# [Instructions for the task]
Word for word, retype the lines from the one containing "over mock backends." to the last line of the data below, both ends included.

»»

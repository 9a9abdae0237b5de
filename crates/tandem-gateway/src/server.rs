// SPDX-FileCopyrightText: 2026 Tandem Contributors
// SPDX-License-Identifier: MIT OR Apache-2.0

//! Gateway HTTP server built on axum.
//!
//! Sets up routes, middleware, and shared state for the gateway.

use std::time::Instant;

use axum::{
    Router,
    routing::{get, post},
};
use tandem_config::model::ServerConfig;
use tandem_core::TandemError;
use tandem_dispatch::Dispatcher;
use tokio_util::sync::CancellationToken;
use tower_http::cors::CorsLayer;
use tower_http::trace::TraceLayer;

use crate::handlers;

/// Shared state for axum request handlers.
#[derive(Clone)]
pub struct GatewayState {
    pub dispatcher: Dispatcher,
    /// Process start time for uptime calculation.
    pub start_time: Instant,
}

impl GatewayState {
    pub fn new(dispatcher: Dispatcher) -> Self {
        Self {
            dispatcher,
            start_time: Instant::now(),
        }
    }
}

/// Builds the router with every route and layer attached.
pub fn build_router(state: GatewayState) -> Router {
    Router::new()
        .route("/health", get(handlers::get_health))
        .route("/v1/prompts", post(handlers::post_prompt))
        .route("/v1/tasks/{id}", get(handlers::get_task))
        .route("/v1/route", post(handlers::post_route))
        .layer(TraceLayer::new_for_http())
        .layer(CorsLayer::permissive())
        .with_state(state)
}

/// Start the gateway HTTP server.
///
/// Binds to the configured host:port and serves until `cancel` fires.
pub async fn start_server(
    config: &ServerConfig,
    state: GatewayState,
    cancel: CancellationToken,
) -> Result<(), TandemError> {
    let app = build_router(state);

    let addr = format!("{}:{}", config.host, config.port);
    let listener = tokio::net::TcpListener::bind(&addr)
        .await
        .map_err(|e| TandemError::Server {
            message: format!("failed to bind gateway to {addr}: {e}"),
            source: Some(Box::new(e)),
        })?;

    tracing::info!("gateway listening on {addr}");

    axum::serve(listener, app)
        .with_graceful_shutdown(async move { cancel.cancelled().await })
        .await
        .map_err(|e| TandemError::Server {
            message: format!("gateway server error: {e}"),
            source: Some(Box::new(e)),
        })?;

    tracing::info!("gateway stopped");
    Ok(())
}
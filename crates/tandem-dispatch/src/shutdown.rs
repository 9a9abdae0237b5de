// SPDX-FileCopyrightText: 2026 Tandem Contributors
// SPDX-License-Identifier: MIT OR Apache-2.0

//! Graceful shutdown coordination with signal handling.
//!
//! SIGTERM and SIGINT (Ctrl+C) cancel a [`CancellationToken`] watched by the
//! HTTP server and the task sweeper.

use tokio_util::sync::CancellationToken;
use tracing::{debug, info, warn};

/// Installs signal handlers for SIGTERM and SIGINT.
///
/// Returns a [`CancellationToken`] that is cancelled when either signal is received.
pub fn install_signal_handler() -> CancellationToken {
    let token = CancellationToken::new();
    let token_clone = token.clone();

    tokio::spawn(async move {
        wait_for_signal().await;
        token_clone.cancel();
        debug!("shutdown signal handler completed");
    });

    token
}

#[cfg(unix)]
async fn wait_for_signal() {
    use tokio::signal::unix::{SignalKind, signal};

    let ctrl_c = tokio::signal::ctrl_c();
    match signal(SignalKind::terminate()) {
        Ok(mut sigterm) => {
            tokio::select! {
                _ = ctrl_c => info!("received SIGINT (Ctrl+C), initiating shutdown"),
                _ = sigterm.recv() => info!("received SIGTERM, initiating shutdown"),
            }
        }
        Err(e) => {
            warn!(error = %e, "failed to install SIGTERM handler; listening for Ctrl+C only");
            let _ = ctrl_c.await;
            info!("received SIGINT (Ctrl+C), initiating shutdown");
        }
    }
}

#[cfg(not(unix))]
async fn wait_for_signal() {
    let _ = tokio::signal::ctrl_c().await;
    info!("received Ctrl+C, initiating shutdown");
}
// SPDX-FileCopyrightText: 2026 Tandem Contributors
// SPDX-License-Identifier: MIT OR Apache-2.0

//! Test harness for end-to-end integration testing.
//!
//! `TestHarness` assembles a dispatcher and HTTP router over mock backends
//! so tests can drive the full request pipeline without network access.

use std::sync::Arc;
use std::time::Duration;

use tandem_config::TandemConfig;
use tandem_core::{AgenticError, FastError};
use tandem_dispatch::{Dispatcher, TaskStore};
use tandem_gateway::GatewayState;

use crate::mock_agentic::MockAgentic;
use crate::mock_fast::MockFast;

/// Builder for creating test environments with configurable options.
pub struct TestHarnessBuilder {
    config: TandemConfig,
    fast: MockFast,
    agentic: MockAgentic,
}

impl TestHarnessBuilder {
    fn new() -> Self {
        Self {
            config: TandemConfig::default(),
            fast: MockFast::new(),
            agentic: MockAgentic::new(),
        }
    }

    /// Scripted outcomes for the fast backend.
    pub fn with_fast(mut self, outcomes: Vec<Result<String, FastError>>) -> Self {
        self.fast = MockFast::with_outcomes(outcomes);
        self
    }

    /// Scripted outcomes for the agentic backend.
    pub fn with_agentic(mut self, outcomes: Vec<Result<String, AgenticError>>) -> Self {
        self.agentic = MockAgentic::with_outcomes(outcomes);
        self
    }

    /// Simulated agentic processing time.
    pub fn with_agentic_delay(mut self, delay: Duration) -> Self {
        self.agentic = self.agentic.with_delay(delay);
        self
    }

    pub fn with_unconfigured_agentic(mut self) -> Self {
        self.agentic = MockAgentic::unconfigured();
        self
    }

    /// Replace the configuration wholesale.
    pub fn with_config(mut self, config: TandemConfig) -> Self {
        self.config = config;
        self
    }

    pub fn build(self) -> TestHarness {
        let store = Arc::new(TaskStore::new(Duration::from_secs(
            self.config.tasks.retention_secs,
        )));
        let fast = Arc::new(self.fast);
        let agentic = Arc::new(self.agentic);
        let dispatcher = Dispatcher::from_config(
            &self.config,
            fast.clone(),
            agentic.clone(),
            store.clone(),
        );

        TestHarness {
            config: self.config,
            dispatcher,
            store,
            fast,
            agentic,
        }
    }
}

/// A fully wired dispatcher over mock backends.
pub struct TestHarness {
    pub config: TandemConfig,
    pub dispatcher: Dispatcher,
    pub store: Arc<TaskStore>,
    pub fast: Arc<MockFast>,
    pub agentic: Arc<MockAgentic>,
}

impl TestHarness {
    pub fn builder() -> TestHarnessBuilder {
        TestHarnessBuilder::new()
    }

    /// The HTTP router serving this harness's dispatcher.
    pub fn app(&self) -> axum::Router {
        tandem_gateway::build_router(GatewayState::new(self.dispatcher.clone()))
    }
}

««

# [The answer]
/// A fully wired dispatcher over mock backends.
pub struct TestHarness {
    pub config: TandemConfig,
    pub dispatcher: Dispatcher,
    pub store: Arc<TaskStore>,
    pub fast: Arc<MockFast>,
    pub agentic: Arc<MockAgentic>,
}

impl TestHarness {
    pub fn builder() -> TestHarnessBuilder {
        TestHarnessBuilder::new()
    }

    /// The HTTP router serving this harness's dispatcher.
    pub fn app(&self) -> axum::Router {
        tandem_gateway::build_router(GatewayState::new(self.dispatcher.clone()))
    }
}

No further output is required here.